*Exercise goal*:
Copy out the data below, all of it, exactly.
--- START ---
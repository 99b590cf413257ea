mod modal;
mod navigator;
mod section;
mod state;
#[cfg(test)]
pub(crate) mod testing;

pub use modal::{ModalError, ResourceOpener, ResumeModal};
pub use navigator::{Navigation, SectionNavigator, Viewport, ALIGN_TOLERANCE};
pub use section::{Section, SectionError};
pub use state::{PageState, StateChange};

use crate::content::ResumeResource;

/// Owns the page toggles and drives navigation and the resume dialog.
pub struct PageController {
    state: PageState,
    navigator: SectionNavigator,
    resume: ResumeModal,
}

impl PageController {
    pub fn new(
        viewport: Box<dyn Viewport>,
        opener: Box<dyn ResourceOpener>,
        resume: ResumeResource,
    ) -> Self {
        Self {
            state: PageState::new(),
            navigator: SectionNavigator::new(viewport),
            resume: ResumeModal::new(opener, resume),
        }
    }

    pub fn subscribe(&mut self, listener: impl Fn(StateChange) + Send + Sync + 'static) {
        self.state.subscribe(listener);
    }

    pub fn state(&self) -> &PageState {
        &self.state
    }

    pub fn menu_open(&self) -> bool {
        self.state.menu_open()
    }

    pub fn set_menu_open(&mut self, open: bool) {
        self.state.set_menu_open(open);
    }

    pub fn toggle_menu(&mut self) {
        let open = !self.state.menu_open();
        self.state.set_menu_open(open);
    }

    pub fn navigate_to(&mut self, section_id: &str) -> Navigation {
        self.navigator.navigate_to(section_id, &mut self.state)
    }

    pub fn navigate(&mut self, section: Section) -> Navigation {
        self.navigator.navigate(section, &mut self.state)
    }

    pub fn resume(&self) -> &ResumeResource {
        self.resume.resource()
    }

    pub fn resume_modal_open(&self) -> bool {
        self.resume.is_open(&self.state)
    }

    pub fn open_resume(&mut self) {
        self.resume.open(&mut self.state);
    }

    pub fn close_resume(&mut self) {
        self.resume.close(&mut self.state);
    }

    pub fn download_resume(&mut self) -> Result<(), ModalError> {
        self.resume.download(&mut self.state)
    }

    pub fn view_resume_online(&mut self) -> Result<(), ModalError> {
        self.resume.view_online(&mut self.state)
    }
}

#[cfg(test)]
mod tests {
    use super::testing::{FakeOpener, FakeViewport, Opened};
    use super::*;
    use crate::content::portfolio;
    use std::sync::{Arc, Mutex};

    fn controller() -> (PageController, FakeViewport, FakeOpener) {
        let viewport = FakeViewport::new(&[("projects", 2500.0), ("contact", 4200.0)], 4800.0);
        let opener = FakeOpener::default();
        let resume = portfolio().unwrap().resume.clone();
        let controller = PageController::new(
            Box::new(viewport.clone()),
            Box::new(opener.clone()),
            resume,
        );
        (controller, viewport, opener)
    }

    #[test]
    fn test_mobile_menu_flow() {
        let (mut page, viewport, _) = controller();
        let seen = Arc::new(Mutex::new(Vec::new()));
        let sink = seen.clone();
        page.subscribe(move |change| sink.lock().unwrap().push(change));

        page.toggle_menu();
        assert!(page.menu_open());
        assert_eq!(page.navigate_to("contact"), Navigation::Scrolled);

        assert!(!page.menu_open());
        assert_eq!(viewport.scroll_top(), 4200.0);
        assert_eq!(
            *seen.lock().unwrap(),
            vec![StateChange::Menu(true), StateChange::Menu(false)]
        );
    }

    #[test]
    fn test_toggle_menu_twice() {
        let (mut page, _, _) = controller();
        page.toggle_menu();
        page.toggle_menu();
        assert!(!page.menu_open());
    }

    #[test]
    fn test_resume_download_uses_configured_resource() {
        let (mut page, _, opener) = controller();
        assert!(!page.resume_modal_open());

        page.open_resume();
        page.download_resume().unwrap();

        assert!(!page.resume_modal_open());
        let calls = opener.calls();
        assert_eq!(calls.len(), 1);
        assert_eq!(
            calls[0],
            Opened::Download {
                url: page.resume().url.clone(),
                file_name: "Bilal_Iftikhar_Resume.pdf".to_string(),
            }
        );
    }

    #[test]
    fn test_resume_view_online() {
        let (mut page, _, opener) = controller();
        page.open_resume();
        page.view_resume_online().unwrap();
        assert!(!page.resume_modal_open());
        assert_eq!(
            opener.calls(),
            vec![Opened::External {
                url: page.resume().url.clone()
            }]
        );
    }

    #[test]
    fn test_menu_and_resume_can_both_be_open() {
        let (mut page, _, _) = controller();
        page.set_menu_open(true);
        page.open_resume();
        assert!(page.state().menu_open());
        assert!(page.state().resume_modal_open());

        page.close_resume();
        assert!(page.menu_open());
    }
}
--- END ---
*Solution for this problem*:
repository 99b590cf413257ea
mod modal;
mod navigator;
mod section;
mod state;
#[cfg(test)]
pub(crate) mod testing;

pub use modal::{ModalError, ResourceOpener, ResumeModal};
pub use navigator::{Navigation, SectionNavigator, Viewport, ALIGN_TOLERANCE};
pub use section::{Section, SectionError};
pub use state::{PageState, StateChange};

use crate::content::ResumeResource;

/// Owns the page toggles and drives navigation and the resume dialog.
pub struct PageController {
    state: PageState,
    navigator: SectionNavigator,
    resume: ResumeModal,
}

impl PageController {
    pub fn new(
        viewport: Box<dyn Viewport>,
        opener: Box<dyn ResourceOpener>,
        resume: ResumeResource,
    ) -> Self {
        Self {
            state: PageState::new(),
            navigator: SectionNavigator::new(viewport),
            resume: ResumeModal::new(opener, resume),
        }
    }

    pub fn subscribe(&mut self, listener: impl Fn(StateChange) + Send + Sync + 'static) {
        self.state.subscribe(listener);
    }

    pub fn state(&self) -> &PageState {
        &self.state
    }

    pub fn menu_open(&self) -> bool {
        self.state.menu_open()
    }

    pub fn set_menu_open(&mut self, open: bool) {
        self.state.set_menu_open(open);
    }

    pub fn toggle_menu(&mut self) {
        let open = !self.state.menu_open();
        self.state.set_menu_open(open);
    }

    pub fn navigate_to(&mut self, section_id: &str) -> Navigation {
        self.navigator.navigate_to(section_id, &mut self.state)
    }

    pub fn navigate(&mut self, section: Section) -> Navigation {
        self.navigator.navigate(section, &mut self.state)
    }

    pub fn resume(&self) -> &ResumeResource {
        self.resume.resource()
    }

    pub fn resume_modal_open(&self) -> bool {
        self.resume.is_open(&self.state)
    }

    pub fn open_resume(&mut self) {
        self.resume.open(&mut self.state);
    }

    pub fn close_resume(&mut self) {
        self.resume.close(&mut self.state);
    }

    pub fn download_resume(&mut self) -> Result<(), ModalError> {
        self.resume.download(&mut self.state)
    }

    pub fn view_resume_online(&mut self) -> Result<(), ModalError> {
        self.resume.view_online(&mut self.state)
    }
}

#[cfg(test)]
mod tests {
    use super::testing::{FakeOpener, FakeViewport, Opened};
    use super::*;
    use crate::content::portfolio;
    use std::sync::{Arc, Mutex};

    fn controller() -> (PageController, FakeViewport, FakeOpener) {
        let viewport = FakeViewport::new(&[("projects", 2500.0), ("contact", 4200.0)], 4800.0);
        let opener = FakeOpener::default();
        let resume = portfolio().unwrap().resume.clone();
        let controller = PageController::new(
            Box::new(viewport.clone()),
            Box::new(opener.clone()),
            resume,
        );
        (controller, viewport, opener)
    }

    #[test]
    fn test_mobile_menu_flow() {
        let (mut page, viewport, _) = controller();
        let seen = Arc::new(Mutex::new(Vec::new()));
        let sink = seen.clone();
        page.subscribe(move |change| sink.lock().unwrap().push(change));

        page.toggle_menu();
        assert!(page.menu_open());
        assert_eq!(page.navigate_to("contact"), Navigation::Scrolled);

        assert!(!page.menu_open());
        assert_eq!(viewport.scroll_top(), 4200.0);
        assert_eq!(
            *seen.lock().unwrap(),
            vec![StateChange::Menu(true), StateChange::Menu(false)]
        );
    }

    #[test]
    fn test_toggle_menu_twice() {
        let (mut page, _, _) = controller();
        page.toggle_menu();
        page.toggle_menu();
        assert!(!page.menu_open());
    }

    #[test]
    fn test_resume_download_uses_configured_resource() {
        let (mut page, _, opener) = controller();
        assert!(!page.resume_modal_open());

        page.open_resume();
        page.download_resume().unwrap();

        assert!(!page.resume_modal_open());
        let calls = opener.calls();
        assert_eq!(calls.len(), 1);
        assert_eq!(
            calls[0],
            Opened::Download {
                url: page.resume().url.clone(),
                file_name: "Bilal_Iftikhar_Resume.pdf".to_string(),
            }
        );
    }

    #[test]
    fn test_resume_view_online() {
        let (mut page, _, opener) = controller();
        page.open_resume();
        page.view_resume_online().unwrap();
        assert!(!page.resume_modal_open());
        assert_eq!(
            opener.calls(),
            vec![Opened::External {
                url: page.resume().url.clone()
            }]
        );
    }

    #[test]
    fn test_menu_and_resume_can_both_be_open() {
        let (mut page, _, _) = controller();
        page.set_menu_open(true);
        page.open_resume();
        assert!(page.state().menu_open());
        assert!(page.state().resume_modal_open());

        page.close_resume();
        assert!(page.menu_open());
    }
}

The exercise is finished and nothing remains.